# Work task
Please repeat exactly the lines below from the one containing "url contains the" down to the one containing "Percent-encodes everything but", both included, and nothing else.
::: Available data
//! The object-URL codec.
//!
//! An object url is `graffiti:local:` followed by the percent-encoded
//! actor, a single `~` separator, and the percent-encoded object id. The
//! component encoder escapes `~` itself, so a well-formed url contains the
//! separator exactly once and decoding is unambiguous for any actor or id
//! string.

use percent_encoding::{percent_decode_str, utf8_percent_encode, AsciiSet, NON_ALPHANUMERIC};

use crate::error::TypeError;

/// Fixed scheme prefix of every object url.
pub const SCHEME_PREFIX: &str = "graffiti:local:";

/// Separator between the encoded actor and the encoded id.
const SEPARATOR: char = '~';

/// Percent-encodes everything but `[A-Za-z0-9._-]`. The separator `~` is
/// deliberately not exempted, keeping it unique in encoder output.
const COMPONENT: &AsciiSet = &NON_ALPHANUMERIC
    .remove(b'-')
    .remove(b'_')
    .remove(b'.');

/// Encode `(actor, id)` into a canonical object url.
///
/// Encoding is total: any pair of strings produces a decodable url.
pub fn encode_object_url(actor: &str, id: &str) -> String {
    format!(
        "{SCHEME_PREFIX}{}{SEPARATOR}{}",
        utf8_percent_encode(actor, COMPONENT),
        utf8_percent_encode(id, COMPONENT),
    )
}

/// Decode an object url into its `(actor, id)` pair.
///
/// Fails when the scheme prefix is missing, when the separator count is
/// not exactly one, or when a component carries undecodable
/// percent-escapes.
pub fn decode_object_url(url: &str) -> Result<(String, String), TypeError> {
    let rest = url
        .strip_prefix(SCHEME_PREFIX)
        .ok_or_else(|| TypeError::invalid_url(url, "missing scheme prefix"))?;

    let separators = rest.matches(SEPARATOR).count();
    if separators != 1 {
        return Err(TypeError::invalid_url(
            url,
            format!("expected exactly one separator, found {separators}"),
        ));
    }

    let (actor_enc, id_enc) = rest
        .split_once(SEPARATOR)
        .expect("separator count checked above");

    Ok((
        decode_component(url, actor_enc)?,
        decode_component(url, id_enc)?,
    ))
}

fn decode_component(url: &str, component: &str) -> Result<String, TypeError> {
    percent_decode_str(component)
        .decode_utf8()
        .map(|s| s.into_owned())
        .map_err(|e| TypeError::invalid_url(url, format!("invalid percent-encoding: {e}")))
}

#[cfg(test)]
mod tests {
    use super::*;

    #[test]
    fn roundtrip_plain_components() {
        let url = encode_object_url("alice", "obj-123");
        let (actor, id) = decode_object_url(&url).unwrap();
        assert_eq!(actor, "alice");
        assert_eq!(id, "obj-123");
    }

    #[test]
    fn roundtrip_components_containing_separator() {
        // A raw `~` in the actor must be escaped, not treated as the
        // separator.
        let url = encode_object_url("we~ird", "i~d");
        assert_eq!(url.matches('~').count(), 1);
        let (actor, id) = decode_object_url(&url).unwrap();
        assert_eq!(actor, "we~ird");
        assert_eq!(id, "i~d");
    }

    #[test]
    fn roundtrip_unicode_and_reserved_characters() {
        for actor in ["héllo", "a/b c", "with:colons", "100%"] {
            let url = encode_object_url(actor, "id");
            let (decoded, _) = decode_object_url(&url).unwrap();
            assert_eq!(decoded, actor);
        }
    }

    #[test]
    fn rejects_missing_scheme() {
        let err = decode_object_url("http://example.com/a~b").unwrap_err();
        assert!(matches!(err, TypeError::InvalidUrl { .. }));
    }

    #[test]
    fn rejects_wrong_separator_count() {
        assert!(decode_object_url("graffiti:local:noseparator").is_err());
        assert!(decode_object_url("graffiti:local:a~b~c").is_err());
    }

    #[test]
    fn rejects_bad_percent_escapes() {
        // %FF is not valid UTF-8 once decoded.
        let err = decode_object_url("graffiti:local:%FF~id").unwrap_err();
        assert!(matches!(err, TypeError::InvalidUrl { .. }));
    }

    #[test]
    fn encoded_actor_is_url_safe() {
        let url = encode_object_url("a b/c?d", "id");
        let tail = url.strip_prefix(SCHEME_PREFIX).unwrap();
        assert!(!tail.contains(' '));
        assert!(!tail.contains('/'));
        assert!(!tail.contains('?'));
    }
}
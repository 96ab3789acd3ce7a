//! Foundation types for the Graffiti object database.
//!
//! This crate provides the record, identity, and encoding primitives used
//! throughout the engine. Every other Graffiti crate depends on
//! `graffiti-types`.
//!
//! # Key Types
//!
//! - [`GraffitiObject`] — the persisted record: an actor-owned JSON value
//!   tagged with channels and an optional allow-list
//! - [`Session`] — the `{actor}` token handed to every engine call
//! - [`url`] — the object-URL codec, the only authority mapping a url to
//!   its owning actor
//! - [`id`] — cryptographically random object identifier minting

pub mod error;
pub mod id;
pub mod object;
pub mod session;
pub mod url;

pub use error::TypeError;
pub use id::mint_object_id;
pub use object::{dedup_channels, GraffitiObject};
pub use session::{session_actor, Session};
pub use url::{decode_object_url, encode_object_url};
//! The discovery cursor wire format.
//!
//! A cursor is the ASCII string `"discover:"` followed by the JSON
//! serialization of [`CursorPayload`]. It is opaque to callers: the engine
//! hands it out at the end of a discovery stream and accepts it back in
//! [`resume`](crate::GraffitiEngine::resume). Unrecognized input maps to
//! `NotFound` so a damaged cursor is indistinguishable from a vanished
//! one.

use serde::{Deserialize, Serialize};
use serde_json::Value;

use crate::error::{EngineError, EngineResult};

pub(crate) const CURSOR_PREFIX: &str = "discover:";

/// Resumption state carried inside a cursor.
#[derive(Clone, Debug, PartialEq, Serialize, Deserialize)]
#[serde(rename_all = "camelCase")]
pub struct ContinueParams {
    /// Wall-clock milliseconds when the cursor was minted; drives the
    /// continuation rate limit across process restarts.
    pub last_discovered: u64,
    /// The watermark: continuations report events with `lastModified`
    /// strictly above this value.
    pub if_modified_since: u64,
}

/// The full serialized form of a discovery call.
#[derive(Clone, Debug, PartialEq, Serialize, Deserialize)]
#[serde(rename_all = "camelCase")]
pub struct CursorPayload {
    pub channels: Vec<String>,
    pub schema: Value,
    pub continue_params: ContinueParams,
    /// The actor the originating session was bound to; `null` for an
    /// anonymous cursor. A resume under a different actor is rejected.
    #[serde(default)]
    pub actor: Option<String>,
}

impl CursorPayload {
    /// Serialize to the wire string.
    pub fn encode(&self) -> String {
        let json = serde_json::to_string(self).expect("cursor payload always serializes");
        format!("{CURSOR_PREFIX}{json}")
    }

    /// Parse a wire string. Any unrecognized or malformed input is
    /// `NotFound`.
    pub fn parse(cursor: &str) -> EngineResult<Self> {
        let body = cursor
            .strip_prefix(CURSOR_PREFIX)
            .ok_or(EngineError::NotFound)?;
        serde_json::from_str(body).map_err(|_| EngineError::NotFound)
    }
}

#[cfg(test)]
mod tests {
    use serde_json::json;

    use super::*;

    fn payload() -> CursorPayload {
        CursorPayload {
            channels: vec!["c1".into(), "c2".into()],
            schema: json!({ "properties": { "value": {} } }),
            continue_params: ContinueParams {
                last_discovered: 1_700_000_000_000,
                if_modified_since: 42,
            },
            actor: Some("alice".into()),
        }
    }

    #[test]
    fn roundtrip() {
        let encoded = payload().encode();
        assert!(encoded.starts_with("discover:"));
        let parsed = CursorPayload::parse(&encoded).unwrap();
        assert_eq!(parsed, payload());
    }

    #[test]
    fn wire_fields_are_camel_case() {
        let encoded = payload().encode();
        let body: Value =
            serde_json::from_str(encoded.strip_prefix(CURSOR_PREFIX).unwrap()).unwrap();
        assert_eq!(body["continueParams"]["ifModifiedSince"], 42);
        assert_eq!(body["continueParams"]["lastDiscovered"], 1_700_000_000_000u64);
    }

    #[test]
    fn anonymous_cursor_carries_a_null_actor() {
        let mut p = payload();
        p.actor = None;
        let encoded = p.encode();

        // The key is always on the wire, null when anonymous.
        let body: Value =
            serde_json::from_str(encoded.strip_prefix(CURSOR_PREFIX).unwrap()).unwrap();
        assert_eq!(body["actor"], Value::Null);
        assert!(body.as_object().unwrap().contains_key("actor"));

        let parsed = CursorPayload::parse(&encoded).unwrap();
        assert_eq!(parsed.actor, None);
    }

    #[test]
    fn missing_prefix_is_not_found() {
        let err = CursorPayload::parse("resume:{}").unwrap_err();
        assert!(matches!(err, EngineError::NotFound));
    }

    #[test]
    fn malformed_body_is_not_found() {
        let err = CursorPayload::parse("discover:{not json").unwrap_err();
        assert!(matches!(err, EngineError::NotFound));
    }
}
::::::
# Final answer
//! component encoder escapes `~` itself, so a well-formed url contains the
//! separator exactly once and decoding is unambiguous for any actor or id
//! string.

use percent_encoding::{percent_decode_str, utf8_percent_encode, AsciiSet, NON_ALPHANUMERIC};

use crate::error::TypeError;

/// Fixed scheme prefix of every object url.
pub const SCHEME_PREFIX: &str = "graffiti:local:";

/// Separator between the encoded actor and the encoded id.
const SEPARATOR: char = '~';

/// Percent-encodes everything but `[A-Za-z0-9._-]`. The separator `~` is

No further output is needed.